Policy forms subject to Sections
627.6425 or
627.6571, F.S.
b. When an insurer discontinues offering a
particular policy form for health insurance coverage pursuant to Section
627.6425(3)(a),
F.S.:
(I) The nonrenewal of coverage shall
occur on the policy anniversary;
(II) The offer of new coverage pursuant to
Section 627.6425(3)(a)2., F.S., shall be considered a renewal of coverage and
shall be renewed on the policy anniversary at the same class basis as the
coverage being discontinued.
(III)
If the forms do not have consistent class definitions, the class shall be
determined based on the original application and underwriting status of the
individual when the discontinued coverage was first issued.

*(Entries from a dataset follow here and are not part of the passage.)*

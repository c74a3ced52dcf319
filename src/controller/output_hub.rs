use log::debug;
use serde::Serialize;
use std::collections::HashMap;
use std::sync::{Mutex, PoisonError};
use tokio::sync::broadcast;
use uuid::Uuid;

/// One message on a session's streaming topic.
#[derive(Debug, Clone, PartialEq, Eq, Serialize)]
#[serde(tag = "type", rename_all = "lowercase", rename_all_fields = "camelCase")]
pub enum StreamFrame {
    Stdout {
        command_id: String,
        data: String,
    },
    Stderr {
        command_id: String,
        data: String,
    },
    Exit {
        command_id: String,
        exit_status: i32,
        duration_ms: u64,
    },
    Error {
        command_id: String,
        message: String,
    },
}

/// Topic-per-session fan-out of command output.
///
/// Topics are created by the first subscriber and closed when the session goes away; closing
/// drops the sender, which ends every subscriber's stream.
pub struct OutputHub {
    capacity: usize,
    topics: Mutex<HashMap<Uuid, broadcast::Sender<StreamFrame>>>,
}

impl OutputHub {
    pub fn new(capacity: usize) -> Self {
        Self {
            capacity: capacity.max(1),
            topics: Mutex::new(HashMap::new()),
        }
    }

    pub fn subscribe(&self, session_id: Uuid) -> broadcast::Receiver<StreamFrame> {
        let mut topics = self.topics.lock().unwrap_or_else(PoisonError::into_inner);
        topics
            .entry(session_id)
            .or_insert_with(|| broadcast::channel(self.capacity).0)
            .subscribe()
    }

    /// Sends `frame` to the session's subscribers. Returns how many received it; frames for a
    /// topic nobody listens to are dropped.
    pub fn publish(&self, session_id: Uuid, frame: StreamFrame) -> usize {
        let topics = self.topics.lock().unwrap_or_else(PoisonError::into_inner);
        match topics.get(&session_id) {
            Some(sender) => sender.send(frame).unwrap_or(0),
            None => 0,
        }
    }

    pub fn close(&self, session_id: Uuid) {
        let removed = self
            .topics
            .lock()
            .unwrap_or_else(PoisonError::into_inner)
            .remove(&session_id);
        if removed.is_some() {
            debug!("Closed output topic of session {}", session_id);
        }
    }

    pub fn close_all(&self) {
        self.topics
            .lock()
            .unwrap_or_else(PoisonError::into_inner)
            .clear();
    }

    pub fn topic_count(&self) -> usize {
        self.topics
            .lock()
            .unwrap_or_else(PoisonError::into_inner)
            .len()
    }
}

(IV) For policy forms subject to Section
627.6571, F.S., the renewal or
nonrenewal of coverage shall be coincident with the effective date of coverage
when the group is rerated, which is generally the annual anniversary of the
group.
(d) Non-Cancelable: Renewal cannot be
declined for any reason other than fraud, misrepresentation, or failure to pay
the premium when due, and that rates cannot be revised by the
insurer.
(e) Non-Renewable: A
contractual provision exists which prevents a policy duration of more than a
specific period, which shall be no more than 1 year.

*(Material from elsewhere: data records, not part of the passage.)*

impl ProxyService {
    pub fn new(components: ProxyComponents) -> Self {
        Self {
            tokens: components.tokens,
            registry: components.registry,
            executor: components.executor,
            transfers: components.transfers,
            verifier: components.verifier,
            breakers: components.breakers,
            activity: components.activity,
            hub: components.hub,
            commands: components.commands,
        }
    }

    pub async fn init_session(
        &self,
        user_id: Uuid,
        credentials: SessionCredentials,
    ) -> Result<SessionMetadata, ProxyError> {
        let resource_id = credentials.resource_id;
        let details = format!(
            "{}@{}:{}",
            credentials.connection.username,
            credentials.connection.host,
            credentials.connection.port
        );
        let result = match self.registry.create_session(user_id, credentials).await {
            Ok(opened) => {
                // Subscribers of the replaced session would otherwise wait forever.
                if let Some(replaced) = &opened.replaced {
                    self.hub.close(replaced.session_id);
                }
                Ok(opened.metadata)
            }
            Err(e) => Err(ProxyError::from(e)),
        };
        self.record(user_id, actions::SESSION_INIT, Some(resource_id), details, &result)
            .await;
        result
    }

    /// Extends the session. An unknown or expired session is `SessionError::NotFound`.
    pub async fn keep_alive(&self, token: &str) -> Result<SessionMetadata, ProxyError> {
        let key = self.authenticate(token)?;
        let result = if self.registry.keep_alive(token).await {
            self.registry
                .metadata(token)
                .await
                .ok_or(ProxyError::Session(SessionError::NotFound))
        } else {
            Err(ProxyError::Session(SessionError::NotFound))
        };
        self.record(
            key.user_id,
            actions::SESSION_KEEPALIVE,
            Some(key.resource_id),
            String::new(),
            &result,
        )
        .await;
        result
    }

    /// Releases the session if there is one. Releasing twice is not an error.
    pub async fn release(&self, token: &str) -> Result<(), ProxyError> {
        let key = self.authenticate(token)?;
        let released = self.registry.release(token).await;
        if let Some(metadata) = &released {
            self.hub.close(metadata.session_id);
        }
        let details = match released {
            Some(metadata) => format!("session {}", metadata.session_id),
            None => "no live session".to_string(),
        };
        self.record(
            key.user_id,
            actions::SESSION_RELEASE,
            Some(key.resource_id),
            details,
            &Ok::<(), ProxyError>(()),
        )
        .await;
        Ok(())
    }

    pub async fn execute(
        &self,
        token: &str,
        command: &str,
        timeout_ms: Option<u64>,
    ) -> Result<CommandResult, ProxyError> {
        self.run_command(token, command, timeout_ms, None).await
    }

    /// Runs a command whose output is also published, frame by frame, on the session's
    /// streaming topic.
    pub async fn execute_streaming(
        &self,
        token: &str,
        command: &str,
        timeout_ms: Option<u64>,
        command_id: &str,
    ) -> Result<CommandResult, ProxyError> {
        self.run_command(token, command, timeout_ms, Some(command_id))
            .await
    }

    pub async fn subscribe_output(
        &self,
        token: &str,
    ) -> Result<(SessionMetadata, broadcast::Receiver<StreamFrame>), ProxyError> {
        let session = self.registry.resolve(token).await?;
        let receiver = self.hub.subscribe(session.metadata.session_id);
        debug!("Output subscriber attached to session {}", session.metadata.session_id);
        Ok((session.metadata, receiver))
    }

    pub async fn list_directory(
        &self,
        token: &str,
        path: &str,
    ) -> Result<Vec<RemoteEntry>, ProxyError> {
        let session = self.registry.resolve(token).await?;
        let result = if path.trim().is_empty() {
            Err(ProxyError::InvalidRequest("path is empty".to_string()))
        } else {
            self.transfers
                .list_directory(&session, path)
                .await
                .map_err(ProxyError::from)
        };
        self.record(
            session.key.user_id,
            actions::DIRECTORY_LIST,
            Some(session.key.resource_id),
            path.to_string(),
            &result,
        )
        .await;
        result
    }

    pub async fn init_transfer(
        &self,
        token: &str,
        request: TransferRequest,
    ) -> Result<FileTransferRecord, ProxyError> {
        let session = self.registry.resolve(token).await?;
        let details = format!(
            "{} {} ({})",
            request.direction.as_str(),
            request.remote_path,
            request.file_name
        );
        let result = self
            .transfers
            .init_transfer(&session, request)
            .await
            .map_err(ProxyError::from);
        let details = match &result {
            Ok(record) => format!("{} -> {}", details, record.transfer_id),
            Err(_) => details,
        };
        self.record(
            session.key.user_id,
            actions::TRANSFER_INIT,
            Some(session.key.resource_id),
            details,
            &result,
        )
        .await;
        result
    }

    pub async fn upload_chunk(
        &self,
        token: &str,
        transfer_id: &str,
        chunk_index: u32,
        offset: u64,
        bytes: &[u8],
        checksum: Option<&str>,
    ) -> Result<ChunkAck, ProxyError> {
        let session = self.registry.resolve(token).await?;
        let result = match self.check_owner(&session.key, transfer_id).await {
            Ok(()) => self
                .transfers
                .upload_chunk(&session, transfer_id, chunk_index, offset, bytes, checksum)
                .await
                .map_err(ProxyError::from),
            Err(e) => Err(e),
        };
        self.record(
            session.key.user_id,
            actions::TRANSFER_CHUNK,
            Some(session.key.resource_id),
            format!("upload {} chunk {}", transfer_id, chunk_index),
            &result,
        )
        .await;
        result
    }

    pub async fn download_chunk(
        &self,
        token: &str,
        transfer_id: &str,
        chunk_index: u32,
    ) -> Result<Vec<u8>, ProxyError> {
        let session = self.registry.resolve(token).await?;
        let result = match self.check_owner(&session.key, transfer_id).await {
            Ok(()) => self
                .transfers
                .download_chunk(&session, transfer_id, chunk_index)
                .await
                .map_err(ProxyError::from),
            Err(e) => Err(e),
        };
        self.record(
            session.key.user_id,
            actions::TRANSFER_CHUNK,
            Some(session.key.resource_id),
            format!("download {} chunk {}", transfer_id, chunk_index),
            &result,
        )
        .await;
        result
    }

    /// Transfer state. Needs a valid token of the owner but no live session.
    pub async fn transfer_status(
        &self,
        token: &str,
        transfer_id: &str,
    ) -> Result<FileTransferRecord, ProxyError> {
        let key = self.authenticate(token)?;
        let record = self.transfers.transfer_status(transfer_id).await?;
        ensure_owner(&key, &record)?;
        Ok(record)
    }

    pub async fn list_chunks(
        &self,
        token: &str,
        transfer_id: &str,
    ) -> Result<Vec<ChunkMetadata>, ProxyError> {
        let key = self.authenticate(token)?;
        self.check_owner(&key, transfer_id).await?;
        Ok(self.transfers.list_chunks(transfer_id).await?)
    }

    pub async fn cancel_transfer(
        &self,
        token: &str,
        transfer_id: &str,
    ) -> Result<FileTransferRecord, ProxyError> {
        let key = self.authenticate(token)?;
        let result = match self.check_owner(&key, transfer_id).await {
            Ok(()) => self
                .transfers
                .cancel_transfer(transfer_id)
                .await
                .map_err(ProxyError::from),
            Err(e) => Err(e),
        };
        self.record(
            key.user_id,
            actions::TRANSFER_CANCEL,
            Some(key.resource_id),
            transfer_id.to_string(),
            &result,
        )
        .await;
        result
    }

    pub fn host_keys(&self) -> HostKeyReport {
        HostKeyReport {
            policy: self.verifier.policy(),
            keys: self.verifier.list(),
        }
    }

    pub fn remove_host_key(&self, host: &str, port: u16) -> bool {
        let removed = self.verifier.remove(host, port);
        if removed {
            info!("Host key of {}:{} removed", host, port);
        }
        removed
    }

    pub async fn health(&self) -> HealthReport {
        HealthReport {
            instance_id: self.registry.instance_id().to_string(),
            active_sessions: self.registry.active_count().await,
            streaming_topics: self.hub.topic_count(),
            breakers: self.breakers.snapshots(),
        }
    }

    /// Releases expired or disconnected sessions and closes their streaming topics.
    pub async fn reap_sessions(&self) -> usize {
        let reaped = self.registry.reap_expired().await;
        for metadata in &reaped {
            self.hub.close(metadata.session_id);
        }
        reaped.len()
    }

    /// Final flush of the activity log and release of every live session.
    pub async fn shutdown(&self) {
        let released = self.registry.release_all().await;
        self.hub.close_all();
        let flushed = self.activity.scheduled_flush().await;
        info!(
            "Shutdown: released {} sessions, flushed {} activity events",
            released, flushed
        );
    }

    async fn run_command(
        &self,
        token: &str,
        command: &str,
        timeout_ms: Option<u64>,
        command_id: Option<&str>,
    ) -> Result<CommandResult, ProxyError> {
        let session = self.registry.resolve(token).await?;
        let result = match self.command_timeout(command, timeout_ms) {
            Ok(timeout) => {
                let listener = command_id.map(|id| self.stream_listener(&session, id));
                self.executor
                    .execute_streaming(&session, command, timeout, listener)
                    .await
                    .map_err(ProxyError::from)
            }
            Err(e) => Err(e),
        };

        if let Some(command_id) = command_id {
            let frame = match &result {
                Ok(output) => StreamFrame::Exit {
                    command_id: command_id.to_string(),
                    exit_status: output.exit_status,
                    duration_ms: output.duration_ms,
                },
                Err(e) => StreamFrame::Error {
                    command_id: command_id.to_string(),
                    message: e.to_string(),
                },
            };
            self.hub.publish(session.metadata.session_id, frame);
        }

        self.record(
            session.key.user_id,
            actions::COMMAND_EXECUTE,
            Some(session.key.resource_id),
            command.to_string(),
            &result,
        )
        .await;
        result
    }

    fn command_timeout(
        &self,
        command: &str,
        timeout_ms: Option<u64>,
    ) -> Result<Duration, ProxyError> {
        if command.trim().is_empty() {
            return Err(ProxyError::InvalidRequest("command is empty".to_string()));
        }
        let timeout = match timeout_ms {
            None => self.commands.default_timeout,
            Some(0) => {
                return Err(ProxyError::InvalidRequest(
                    "timeoutMs must be positive".to_string(),
                ))
            }
            Some(ms) => Duration::from_millis(ms),
        };
        if timeout > self.commands.max_timeout {
            return Err(ProxyError::InvalidRequest(format!(
                "timeoutMs exceeds the maximum of {} ms",
                self.commands.max_timeout.as_millis()
            )));
        }
        Ok(timeout)
    }

    fn stream_listener(&self, session: &ActiveSession, command_id: &str) -> OutputListener {
        let hub = self.hub.clone();
        let session_id = session.metadata.session_id;
        let command_id = command_id.to_string();
        Box::new(move |stream, bytes| {
            let data = String::from_utf8_lossy(bytes).into_owned();
            let command_id = command_id.clone();
            let frame = match stream {
                OutputStream::Stdout => StreamFrame::Stdout { command_id, data },
                OutputStream::Stderr => StreamFrame::Stderr { command_id, data },
            };
            hub.publish(session_id, frame);
        })
    }

    fn authenticate(&self, token: &str) -> Result<SessionKey, ProxyError> {
        self.tokens
            .validate(token)
            .ok_or(ProxyError::Session(SessionError::InvalidToken))
    }

    async fn check_owner(&self, key: &SessionKey, transfer_id: &str) -> Result<(), ProxyError> {
        let record = self.transfers.transfer_status(transfer_id).await?;
        ensure_owner(key, &record)
    }

    async fn record<T>(
        &self,
        user_id: Uuid,
        action: &str,
        resource_id: Option<Uuid>,
        details: String,
        result: &Result<T, ProxyError>,
    ) {
        let event = match result {
            Ok(_) => LogEvent::success(user_id, action, resource_id, details),
            Err(e) => LogEvent::failure(user_id, action, resource_id, details, e.to_string()),
        };
        self.activity.receive_log_event(event).await;
    }
}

(21) Select and Ultimate Premium Schedule:
Any premium schedule which has premiums that vary based on the time elapsed
since issuance of the policy. These do not include rate schedules that reduce
due to temporary risk charges, a one-time policy fee, or policyholder action to
reduce benefits.
(22) Similar
Benefits:
(a) Policy forms shall be considered
to have similar benefits if the benefit configuration under the forms is of the
same type. Dental, hospital and accidental death are examples of different
benefit configurations. Policy forms providing expense coverage are not
considered similar to policy forms providing indemnity coverage.
(b) Covered services, benefit triggers, copay
amounts, copay options, deductible sizes, daily limits, inside and outside
limits may vary and shall be considered as having similar
benefits.
(23) Stop-Loss
Insurance: Coverage purchased by an entity, generally an employer, for the
purpose of covering the entity's obligation for the excess cost of medical care
provided under a self-insured health benefit plan. Stop-loss coverage issued to
a small employer shall not be subject to the requirements of Section
627.6699, F.S. The coverage
shall be considered as a health insurance policy, rather than as a stop-loss
insurance policy if the policy:
(a) Has an
attachment point for claims incurred per individual which is lower than
$20,000; or
(b)
1. For insured employer groups with fifty
(50) or fewer covered employees, has an aggregate attachment point which is
lower than the greater of:
a. $4,000 times
the number of employees;
b. 120
percent of expected claims; or
c.
$20,000; or
2. For
insured employer groups with fifty-one (51) or more covered employees, has an
aggregate attachment point which is lower than 110 percent of expected
claims.
3. Insurers shall determine
the number of covered employees of an employer on a consistent basis (such as
annually and at a uniform time).
(24) Target Loss Ratio: The lifetime loss
ratio and the present value of the durational loss ratios developed in initial
pricing projections as may be subsequently amended and approved pursuant to
this rule chapter. For annually rated groups, the anticipated loss ratio over
the rating period.
Notes
Rulemaking Authority 624.308(1), 627.410(6)(b), (e) FS. Law Implemented 627.410(1), (2), (6), 627.411(1)(e) FS.
New 6-19-03, Formerly 4-149.0025, Amended 5-18-04, 12-22-05, 10-1-08.